Q.L : Quand vous êtes venu à Paris d’où veniez-vous ?

A H M : Je suis arrivé en 1950 de Tunis… le 8 août, et le 28 j’avais trouvé du travail dans la rue Du Buisson St-Louis. Il y avait là une usine de chaussures, pour hommes et femmes. J’avais appris le métier de monteur de chaussures pour femmes à Tunis, chez un patron. Mais dans cette usine, malgré l’enseigne on ne faisait que des chaussures pour hommes, et depuis je n’ai plus fait de chaussures pour femmes. Vous savez, avec la mode, c’est trop compliqué et tout ça change trop…

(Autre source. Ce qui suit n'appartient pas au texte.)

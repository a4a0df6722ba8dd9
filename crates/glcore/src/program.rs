//! Program object wrapper and its link/reflect state machine.
//!
//! A program moves Unlinked → Linked on a successful `build` and falls
//! back to Unlinked whenever its shader set changes or a rebuild fails.
//! Shaders are attached only for the duration of the link and detached
//! unconditionally afterwards — a program never keeps shaders attached,
//! even when the link fails.

use std::collections::BTreeMap;
use std::rc::Rc;

use tracing::debug;

use crate::api::{GlApi, RawHandle, NULL_HANDLE};
use crate::catalog::{Catalog, CatalogItem};
use crate::shader::Shader;
use crate::uniform::{uploader_for, Uniform, UniformValue};
use crate::GlError;

pub struct Program {
    gl: Rc<dyn GlApi>,
    handle: RawHandle,
    shaders: Catalog<Shader>,
    linked: bool,
    uniforms: BTreeMap<String, Uniform>,
}

impl Program {
    /// Creates an empty, unlinked program object.
    pub fn create(gl: Rc<dyn GlApi>) -> Result<Self, GlError> {
        let handle = gl.create_program();
        if handle == NULL_HANDLE {
            return Err(GlError::Creation("program"));
        }
        Ok(Self {
            gl,
            handle,
            shaders: Catalog::new(),
            linked: false,
            uniforms: BTreeMap::new(),
        })
    }

    /// Adds (or replaces, by handle) a shader. Any change to the shader set
    /// unlinks the program and wipes the uniform cache.
    pub fn add_shader(&mut self, shader: Shader) -> RawHandle {
        self.linked = false;
        self.uniforms.clear();
        self.shaders.insert(shader)
    }

    pub fn shaders(&self) -> &Catalog<Shader> {
        &self.shaders
    }

    pub fn is_linked(&self) -> bool {
        self.linked
    }

    /// Attaches every shader, links, then detaches every shader regardless
    /// of the link outcome.
    pub fn build(&mut self) -> Result<(), GlError> {
        if self.shaders.is_empty() {
            return Err(GlError::State("no shaders to link"));
        }

        for shader in self.shaders.handles() {
            self.gl.attach_shader(self.handle, shader);
        }
        self.gl.link_program(self.handle);
        // Collect the outcome now; detach must happen either way.
        let linked = self.gl.link_status(self.handle);
        for shader in self.shaders.handles() {
            self.gl.detach_shader(self.handle, shader);
        }

        if !linked {
            self.linked = false;
            self.uniforms.clear();
            return Err(GlError::Build {
                stage: "program link",
                log: self.gl.program_info_log(self.handle),
            });
        }

        self.linked = true;
        let count = self.reload_uniforms();
        debug!(handle = self.handle, uniforms = count, "program linked");
        Ok(())
    }

    /// Rebuilds the uniform cache from reflection. On an unlinked program
    /// the cache is simply wiped. Returns the number of uniforms loaded.
    pub fn reload_uniforms(&mut self) -> usize {
        self.uniforms.clear();

        if !self.linked {
            debug!(handle = self.handle, "program not linked, uniform cache emptied");
            return 0;
        }

        let count = self.gl.active_uniform_count(self.handle);
        for index in 0..count {
            let props = self.gl.uniform_properties(self.handle, index);
            let uniform = Uniform::from_props(props);
            self.uniforms.insert(uniform.name().to_owned(), uniform);
        }

        self.uniforms.len()
    }

    /// Read-only view of the uniform cache.
    pub fn uniforms(&self) -> impl Iterator<Item = &Uniform> {
        self.uniforms.values()
    }

    pub fn uniform(&self, name: &str) -> Option<&Uniform> {
        self.uniforms.get(name)
    }

    /// Uploads `value` to the named uniform through the type dispatch
    /// table. The value passes through unchanged; matching the declared
    /// shape is the caller's responsibility.
    pub fn uniform_set(&self, name: &str, value: UniformValue) -> Result<(), GlError> {
        let uniform = self
            .uniforms
            .get(name)
            .ok_or_else(|| GlError::UniformNotFound(name.to_owned()))?;
        let upload = uploader_for(uniform.kind()).ok_or_else(|| {
            GlError::Operation(format!(
                "no upload path for {:?} uniform `{name}`",
                uniform.kind()
            ))
        })?;
        upload(self.gl.as_ref(), self.handle, uniform.location(), &value)
    }

    /// Makes this program current. Requires a linked program.
    pub fn activate(&self) -> Result<(), GlError> {
        if !self.linked {
            return Err(GlError::State("program is not linked"));
        }
        self.gl.use_program(self.handle);
        Ok(())
    }

    /// Fetches the driver binary as a (format, image) pair.
    pub fn binary(&self) -> Result<(u32, Vec<u8>), GlError> {
        if !self.linked {
            return Err(GlError::State("program is not linked"));
        }
        Ok(self.gl.program_binary(self.handle))
    }

    /// Replaces the program with a previously fetched binary. The uniform
    /// cache is reloaded before the link status is checked, so a failed
    /// upload still leaves the cache consistent (empty).
    pub fn set_binary(&mut self, format: u32, image: &[u8]) -> Result<(), GlError> {
        self.gl.set_program_binary(self.handle, format, image);
        self.linked = self.gl.link_status(self.handle);
        self.reload_uniforms();

        if self.linked {
            Ok(())
        } else {
            Err(GlError::Build {
                stage: "program binary upload",
                log: self.gl.program_info_log(self.handle),
            })
        }
    }

    pub fn info_log(&self) -> String {
        self.gl.program_info_log(self.handle)
    }
}

impl CatalogItem for Program {
    fn handle(&self) -> RawHandle {
        self.handle
    }
}

impl std::fmt::Debug for Program {
    fn fmt(&self, f: &mut std::fmt::Formatter<'_>) -> std::fmt::Result {
        f.debug_struct("Program")
            .field("handle", &self.handle)
            .field("shaders", &self.shaders.len())
            .field("linked", &self.linked)
            .field("uniforms", &self.uniforms.len())
            .finish()
    }
}

impl Drop for Program {
    fn drop(&mut self) {
        self.gl.delete_program(self.handle);
    }
}
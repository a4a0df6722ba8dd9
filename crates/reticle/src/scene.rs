//! The demo scene: a quad anchored to the crosshair, tinted by its
//! distance from the window center.

use std::rc::Rc;

use glcore::{
    Buffer, BufferTarget, GlApi, GlError, Program, Shader, ShaderStage, UniformValue, VertexArray,
    NULL_HANDLE,
};

pub const CLEAR_COLOR: [f32; 4] = [0.0, 0.2, 0.2, 0.0];

const VERTEX_SHADER: &str = r#"
#version 450 core

layout (location = 0) in vec3 vertex_offset;

uniform vec2 crosshair_position;

void main() {
    gl_Position = vec4(crosshair_position + vertex_offset.xy, vertex_offset.z, 1.0);
}
"#;

const FRAGMENT_SHADER: &str = r#"
#version 450 core

uniform vec4 quad_tint;

out vec4 color;

void main() {
    color = quad_tint;
}
"#;

// Quad corners as (x, y, z), indexed into two triangles.
const QUAD_VERTICES: [f32; 12] = [
    -0.2, -0.2, 0.0, // bottom left
    0.2, -0.2, 0.0, // bottom right
    -0.2, 0.2, 0.0, // top left
    0.2, 0.2, 0.0, // top right
];
const QUAD_INDICES: [u32; 6] = [0, 1, 3, 3, 2, 0];

pub struct Scene {
    gl: Rc<dyn GlApi>,
    program: Program,
    vao: VertexArray,
    _vertex_buffer: Buffer,
    _index_buffer: Buffer,
    index_count: i32,
}

impl Scene {
    /// Compiles the shader pair, links the program, and uploads the quad.
    pub fn build(gl: Rc<dyn GlApi>) -> Result<Self, GlError> {
        let mut program = Program::create(Rc::clone(&gl))?;
        program.add_shader(Shader::compile(
            Rc::clone(&gl),
            ShaderStage::Vertex,
            VERTEX_SHADER,
        )?);
        program.add_shader(Shader::compile(
            Rc::clone(&gl),
            ShaderStage::Fragment,
            FRAGMENT_SHADER,
        )?);
        program.build()?;

        let vao = VertexArray::create(Rc::clone(&gl))?;
        vao.bind();
        // Creation binds each buffer, so the attribute pointer and the
        // element-array binding both land in the VAO while it is bound.
        let vertex_buffer =
            Buffer::from_f32s(Rc::clone(&gl), BufferTarget::Array, &QUAD_VERTICES, false)?;
        vao.float_attribute(0, 3, 3 * std::mem::size_of::<f32>() as i32, 0);
        let index_buffer = Buffer::from_u32s(
            Rc::clone(&gl),
            BufferTarget::ElementArray,
            &QUAD_INDICES,
            false,
        )?;
        vao.unbind();

        Ok(Self {
            gl,
            program,
            vao,
            _vertex_buffer: vertex_buffer,
            _index_buffer: index_buffer,
            index_count: QUAD_INDICES.len() as i32,
        })
    }

    /// Draws one frame's worth of quad at the crosshair position.
    pub fn draw(&self, crosshair: (f32, f32)) -> Result<(), GlError> {
        self.program.uniform_set(
            "crosshair_position",
            UniformValue::Vec2([crosshair.0, crosshair.1]),
        )?;
        self.program
            .uniform_set("quad_tint", UniformValue::Vec4(center_tint(crosshair)))?;

        self.program.activate()?;
        self.vao.bind();
        self.gl.draw_indexed_triangles(self.index_count);
        self.vao.unbind();
        self.gl.use_program(NULL_HANDLE);
        Ok(())
    }
}

/// Maps a cursor position in window pixels to [-1, 1] clip coordinates
/// with the y axis pointing up. Width normalizes x and height normalizes
/// y.
pub fn normalize_cursor(x: f64, y: f64, width: u32, height: u32) -> (f32, f32) {
    let w = width.max(1) as f64;
    let h = height.max(1) as f64;
    let nx = ((x / w) - 0.5) * 2.0;
    let ny = ((y / h) - 0.5) * -2.0;
    (nx.clamp(-1.0, 1.0) as f32, ny.clamp(-1.0, 1.0) as f32)
}

/// Blends the quad tint from the center hue out to the edge hue by the
/// crosshair's distance from the window center.
pub fn center_tint(crosshair: (f32, f32)) -> [f32; 4] {
    const CENTER: [f32; 4] = [1.0, 0.5, 0.2, 1.0];
    const EDGE: [f32; 4] = [0.2, 0.6, 1.0, 1.0];

    let distance =
        (crosshair.0.powi(2) + crosshair.1.powi(2)).sqrt() / std::f32::consts::SQRT_2;
    let t = distance.clamp(0.0, 1.0);

    let mut tint = [0.0; 4];
    for (slot, (center, edge)) in tint.iter_mut().zip(CENTER.iter().zip(EDGE.iter())) {
        *slot = center + (edge - center) * t;
    }
    tint
}

#[cfg(test)]
mod tests {
    use super::*;

    #[test]
    fn cursor_normalization_covers_the_corners() {
        assert_eq!(normalize_cursor(0.0, 0.0, 640, 480), (-1.0, 1.0));
        assert_eq!(normalize_cursor(640.0, 480.0, 640, 480), (1.0, -1.0));
        assert_eq!(normalize_cursor(320.0, 240.0, 640, 480), (0.0, 0.0));
    }

    #[test]
    fn cursor_normalization_uses_width_for_x_and_height_for_y() {
        // A wide window: x must come from the 800, y from the 200.
        let (nx, ny) = normalize_cursor(600.0, 100.0, 800, 200);
        assert!((nx - 0.5).abs() < 1e-6);
        assert!(ny.abs() < 1e-6);

        let (nx, ny) = normalize_cursor(800.0, 0.0, 800, 200);
        assert_eq!((nx, ny), (1.0, 1.0));
    }

    #[test]
    fn cursor_normalization_clamps_outside_positions() {
        let (nx, ny) = normalize_cursor(-50.0, 900.0, 640, 480);
        assert_eq!((nx, ny), (-1.0, -1.0));
    }

    #[test]
    fn tint_is_the_center_hue_at_the_center() {
        assert_eq!(center_tint((0.0, 0.0)), [1.0, 0.5, 0.2, 1.0]);
    }

    #[test]
    fn tint_reaches_the_edge_hue_in_the_corner() {
        let tint = center_tint((1.0, 1.0));
        for (got, expected) in tint.iter().zip([0.2, 0.6, 1.0, 1.0]) {
            assert!((got - expected).abs() < 1e-6);
        }
    }

    #[test]
    fn tint_interpolates_monotonically() {
        let near = center_tint((0.1, 0.0));
        let far = center_tint((0.9, 0.0));
        // The red channel fades with distance, the blue channel grows.
        assert!(near[0] > far[0]);
        assert!(near[2] < far[2]);
    }
}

Et vous étiez content d’être à Paris ?

Oui. Mais pour moi ça ne changeait pas beaucoup je faisais mon travail comme à Tunis. Il y a juste une chose qui m’a étonné ici : c’était de voir des femmes pousser des charrettes des quatre saisons . Je me suis dit … Elles sont drôlement costaud les femmes ici…. Chez nous elles ne faisaient rien ! C’est la seule chose.


Y avait-il beaucoup d’ateliers de chaussures à Belleville ?

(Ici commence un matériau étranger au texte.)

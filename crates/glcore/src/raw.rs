//! [`GlApi`] implementation over loaded OpenGL function pointers.
//!
//! The `gl` crate exposes the driver as process-global function pointers;
//! [`RawGl::load`] resolves them through the windowing layer's
//! `get_proc_address` and hands back a value implementing the trait. Calls
//! are `unsafe` FFI underneath, contained entirely in this module.

use std::ffi::{c_void, CStr};

use crate::api::{
    BufferTarget, DeviceInfo, GlApi, RawHandle, ShaderStage, StageMask, UniformProps,
};

/// The uniform property set queried per reflection index, in query order.
const UNIFORM_PROPS: [gl::types::GLenum; 16] = [
    gl::NAME_LENGTH,
    gl::TYPE,
    gl::ARRAY_SIZE,
    gl::OFFSET,
    gl::BLOCK_INDEX,
    gl::ARRAY_STRIDE,
    gl::MATRIX_STRIDE,
    gl::IS_ROW_MAJOR,
    gl::ATOMIC_COUNTER_BUFFER_INDEX,
    gl::REFERENCED_BY_VERTEX_SHADER,
    gl::REFERENCED_BY_TESS_CONTROL_SHADER,
    gl::REFERENCED_BY_TESS_EVALUATION_SHADER,
    gl::REFERENCED_BY_GEOMETRY_SHADER,
    gl::REFERENCED_BY_FRAGMENT_SHADER,
    gl::REFERENCED_BY_COMPUTE_SHADER,
    gl::LOCATION,
];

/// Production GL backend. Construct with [`RawGl::load`] once a context is
/// current; the loaded pointers are only valid on the owning thread.
pub struct RawGl {
    _not_send: std::marker::PhantomData<*const ()>,
}

impl RawGl {
    /// Resolves every GL entry point through `loader` (typically the
    /// display's `get_proc_address`).
    pub fn load<F>(mut loader: F) -> Self
    where
        F: FnMut(&str) -> *const c_void,
    {
        gl::load_with(|symbol| loader(symbol));
        Self {
            _not_send: std::marker::PhantomData,
        }
    }
}

fn stage_to_gl(stage: ShaderStage) -> gl::types::GLenum {
    match stage {
        ShaderStage::Vertex => gl::VERTEX_SHADER,
        ShaderStage::Fragment => gl::FRAGMENT_SHADER,
    }
}

fn target_to_gl(target: BufferTarget) -> gl::types::GLenum {
    match target {
        BufferTarget::Array => gl::ARRAY_BUFFER,
        BufferTarget::ElementArray => gl::ELEMENT_ARRAY_BUFFER,
    }
}

fn read_gl_string(name: gl::types::GLenum) -> String {
    let ptr = unsafe { gl::GetString(name) };
    if ptr.is_null() {
        return String::new();
    }
    unsafe { CStr::from_ptr(ptr.cast()) }
        .to_string_lossy()
        .into_owned()
}

impl GlApi for RawGl {
    fn create_shader(&self, stage: ShaderStage) -> RawHandle {
        unsafe { gl::CreateShader(stage_to_gl(stage)) }
    }

    fn shader_source(&self, shader: RawHandle, source: &str) {
        let ptr = source.as_ptr() as *const gl::types::GLchar;
        let len = source.len() as gl::types::GLint;
        unsafe { gl::ShaderSource(shader, 1, &ptr, &len) }
    }

    fn compile_shader(&self, shader: RawHandle) {
        unsafe { gl::CompileShader(shader) }
    }

    fn compile_status(&self, shader: RawHandle) -> bool {
        let mut status = 0;
        unsafe { gl::GetShaderiv(shader, gl::COMPILE_STATUS, &mut status) };
        status != 0
    }

    fn shader_info_log(&self, shader: RawHandle) -> String {
        let mut len = 0;
        unsafe { gl::GetShaderiv(shader, gl::INFO_LOG_LENGTH, &mut len) };
        if len <= 0 {
            return String::new();
        }
        let mut buf = vec![0u8; len as usize];
        let mut written = 0;
        unsafe { gl::GetShaderInfoLog(shader, len, &mut written, buf.as_mut_ptr().cast()) };
        buf.truncate(written.max(0) as usize);
        String::from_utf8_lossy(&buf).into_owned()
    }

    fn delete_shader(&self, shader: RawHandle) {
        unsafe { gl::DeleteShader(shader) }
    }

    fn create_program(&self) -> RawHandle {
        unsafe { gl::CreateProgram() }
    }

    fn attach_shader(&self, program: RawHandle, shader: RawHandle) {
        unsafe { gl::AttachShader(program, shader) }
    }

    fn detach_shader(&self, program: RawHandle, shader: RawHandle) {
        unsafe { gl::DetachShader(program, shader) }
    }

    fn link_program(&self, program: RawHandle) {
        unsafe { gl::LinkProgram(program) }
    }

    fn link_status(&self, program: RawHandle) -> bool {
        let mut status = 0;
        unsafe { gl::GetProgramiv(program, gl::LINK_STATUS, &mut status) };
        status != 0
    }

    fn program_info_log(&self, program: RawHandle) -> String {
        let mut len = 0;
        unsafe { gl::GetProgramiv(program, gl::INFO_LOG_LENGTH, &mut len) };
        if len <= 0 {
            return String::new();
        }
        let mut buf = vec![0u8; len as usize];
        let mut written = 0;
        unsafe { gl::GetProgramInfoLog(program, len, &mut written, buf.as_mut_ptr().cast()) };
        buf.truncate(written.max(0) as usize);
        String::from_utf8_lossy(&buf).into_owned()
    }

    fn use_program(&self, program: RawHandle) {
        unsafe { gl::UseProgram(program) }
    }

    fn delete_program(&self, program: RawHandle) {
        unsafe { gl::DeleteProgram(program) }
    }

    fn program_binary(&self, program: RawHandle) -> (u32, Vec<u8>) {
        let mut len = 0;
        unsafe { gl::GetProgramiv(program, gl::PROGRAM_BINARY_LENGTH, &mut len) };
        let mut image = vec![0u8; len.max(0) as usize];
        let mut written = 0;
        let mut format = 0;
        unsafe {
            gl::GetProgramBinary(
                program,
                len,
                &mut written,
                &mut format,
                image.as_mut_ptr().cast(),
            )
        };
        image.truncate(written.max(0) as usize);
        (format, image)
    }

    fn set_program_binary(&self, program: RawHandle, format: u32, image: &[u8]) {
        unsafe {
            gl::ProgramBinary(
                program,
                format,
                image.as_ptr().cast(),
                image.len() as gl::types::GLsizei,
            )
        }
    }

    fn active_uniform_count(&self, program: RawHandle) -> u32 {
        let mut count = 0;
        unsafe {
            gl::GetProgramInterfaceiv(program, gl::UNIFORM, gl::ACTIVE_RESOURCES, &mut count)
        };
        count.max(0) as u32
    }

    fn uniform_properties(&self, program: RawHandle, index: u32) -> UniformProps {
        let mut values = [0 as gl::types::GLint; UNIFORM_PROPS.len()];
        let mut written = 0;
        unsafe {
            gl::GetProgramResourceiv(
                program,
                gl::UNIFORM,
                index,
                UNIFORM_PROPS.len() as gl::types::GLsizei,
                UNIFORM_PROPS.as_ptr(),
                values.len() as gl::types::GLsizei,
                &mut written,
                values.as_mut_ptr(),
            )
        };

        // NAME_LENGTH includes the trailing nul.
        let name_len = values[0].max(1);
        let mut name_buf = vec![0u8; name_len as usize];
        let mut name_written = 0;
        unsafe {
            gl::GetProgramResourceName(
                program,
                gl::UNIFORM,
                index,
                name_len,
                &mut name_written,
                name_buf.as_mut_ptr().cast(),
            )
        };
        name_buf.truncate(name_written.max(0) as usize);

        let mut referenced_by = StageMask::empty();
        for (flag, value) in [
            (StageMask::VERTEX, values[9]),
            (StageMask::TESS_CONTROL, values[10]),
            (StageMask::TESS_EVALUATION, values[11]),
            (StageMask::GEOMETRY, values[12]),
            (StageMask::FRAGMENT, values[13]),
            (StageMask::COMPUTE, values[14]),
        ] {
            if value != 0 {
                referenced_by |= flag;
            }
        }

        UniformProps {
            name: String::from_utf8_lossy(&name_buf).into_owned(),
            name_length: values[0],
            type_code: values[1] as u32,
            array_size: values[2],
            offset: values[3],
            block_index: values[4],
            array_stride: values[5],
            matrix_stride: values[6],
            row_major: values[7] != 0,
            atomic_counter_buffer_index: values[8],
            referenced_by,
            location: values[15],
        }
    }

    fn uniform_f32v(&self, program: RawHandle, location: i32, components: u8, data: &[f32]) {
        let ptr = data.as_ptr();
        unsafe {
            match components {
                1 => gl::ProgramUniform1fv(program, location, 1, ptr),
                2 => gl::ProgramUniform2fv(program, location, 1, ptr),
                3 => gl::ProgramUniform3fv(program, location, 1, ptr),
                _ => gl::ProgramUniform4fv(program, location, 1, ptr),
            }
        }
    }

    fn uniform_i32v(&self, program: RawHandle, location: i32, components: u8, data: &[i32]) {
        let ptr = data.as_ptr();
        unsafe {
            match components {
                1 => gl::ProgramUniform1iv(program, location, 1, ptr),
                2 => gl::ProgramUniform2iv(program, location, 1, ptr),
                3 => gl::ProgramUniform3iv(program, location, 1, ptr),
                _ => gl::ProgramUniform4iv(program, location, 1, ptr),
            }
        }
    }

    fn uniform_u32v(&self, program: RawHandle, location: i32, components: u8, data: &[u32]) {
        let ptr = data.as_ptr();
        unsafe {
            match components {
                1 => gl::ProgramUniform1uiv(program, location, 1, ptr),
                2 => gl::ProgramUniform2uiv(program, location, 1, ptr),
                3 => gl::ProgramUniform3uiv(program, location, 1, ptr),
                _ => gl::ProgramUniform4uiv(program, location, 1, ptr),
            }
        }
    }

    fn uniform_matrix_f32v(
        &self,
        program: RawHandle,
        location: i32,
        cols: u8,
        rows: u8,
        data: &[f32],
    ) {
        let ptr = data.as_ptr();
        let transpose = gl::FALSE;
        unsafe {
            match (cols, rows) {
                (2, 2) => gl::ProgramUniformMatrix2fv(program, location, 1, transpose, ptr),
                (3, 3) => gl::ProgramUniformMatrix3fv(program, location, 1, transpose, ptr),
                (4, 4) => gl::ProgramUniformMatrix4fv(program, location, 1, transpose, ptr),
                (2, 3) => gl::ProgramUniformMatrix2x3fv(program, location, 1, transpose, ptr),
                (3, 2) => gl::ProgramUniformMatrix3x2fv(program, location, 1, transpose, ptr),
                (2, 4) => gl::ProgramUniformMatrix2x4fv(program, location, 1, transpose, ptr),
                (4, 2) => gl::ProgramUniformMatrix4x2fv(program, location, 1, transpose, ptr),
                (3, 4) => gl::ProgramUniformMatrix3x4fv(program, location, 1, transpose, ptr),
                _ => gl::ProgramUniformMatrix4x3fv(program, location, 1, transpose, ptr),
            }
        }
    }

    fn create_buffer(&self) -> RawHandle {
        let mut handle = 0;
        unsafe { gl::GenBuffers(1, &mut handle) };
        handle
    }

    fn bind_buffer(&self, target: BufferTarget, buffer: RawHandle) {
        unsafe { gl::BindBuffer(target_to_gl(target), buffer) }
    }

    fn buffer_data(&self, target: BufferTarget, data: &[u8]) {
        unsafe {
            gl::BufferData(
                target_to_gl(target),
                data.len() as gl::types::GLsizeiptr,
                data.as_ptr().cast(),
                gl::STATIC_DRAW,
            )
        }
    }

    fn delete_buffer(&self, buffer: RawHandle) {
        unsafe { gl::DeleteBuffers(1, &buffer) }
    }

    fn create_vertex_array(&self) -> RawHandle {
        let mut handle = 0;
        unsafe { gl::GenVertexArrays(1, &mut handle) };
        handle
    }

    fn bind_vertex_array(&self, vao: RawHandle) {
        unsafe { gl::BindVertexArray(vao) }
    }

    fn delete_vertex_array(&self, vao: RawHandle) {
        unsafe { gl::DeleteVertexArrays(1, &vao) }
    }

    fn float_attribute_pointer(&self, index: u32, components: i32, stride: i32, offset: usize) {
        unsafe {
            gl::VertexAttribPointer(
                index,
                components,
                gl::FLOAT,
                gl::FALSE,
                stride,
                offset as *const c_void,
            )
        }
    }

    fn enable_attribute(&self, index: u32) {
        unsafe { gl::EnableVertexAttribArray(index) }
    }

    fn viewport(&self, x: i32, y: i32, width: i32, height: i32) {
        unsafe { gl::Viewport(x, y, width, height) }
    }

    fn set_clear_color(&self, r: f32, g: f32, b: f32, a: f32) {
        unsafe { gl::ClearColor(r, g, b, a) }
    }

    fn clear(&self) {
        unsafe { gl::Clear(gl::COLOR_BUFFER_BIT) }
    }

    fn draw_indexed_triangles(&self, index_count: i32) {
        unsafe { gl::DrawElements(gl::TRIANGLES, index_count, gl::UNSIGNED_INT, std::ptr::null()) }
    }

    fn device_info(&self) -> DeviceInfo {
        DeviceInfo {
            vendor: read_gl_string(gl::VENDOR),
            renderer: read_gl_string(gl::RENDERER),
            version: read_gl_string(gl::VERSION),
            shading_language: read_gl_string(gl::SHADING_LANGUAGE_VERSION),
        }
    }
}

Ah oui… et depuis toujours. Il y a eu des grecs, puis des polonais, des arméniens et maintenant des tunisiens. On était les protégés des français. Pas vraiment des immigrés. La France c’était CHEZ-NOUS aussi. Enfin on le sentait comme ça ! Il y avait un crépin en face, et un couseur, rue Vincennes et rue des Tourtilles.

Pour trouver du boulot, à cette époque, on allait chez les patrons polonais … On y trouvait tout : les tanneurs, les crépins, les monteurs J’ ai laissé tomber la fabrication seulement depuis trois ans. Maintenant je répare et je coupe.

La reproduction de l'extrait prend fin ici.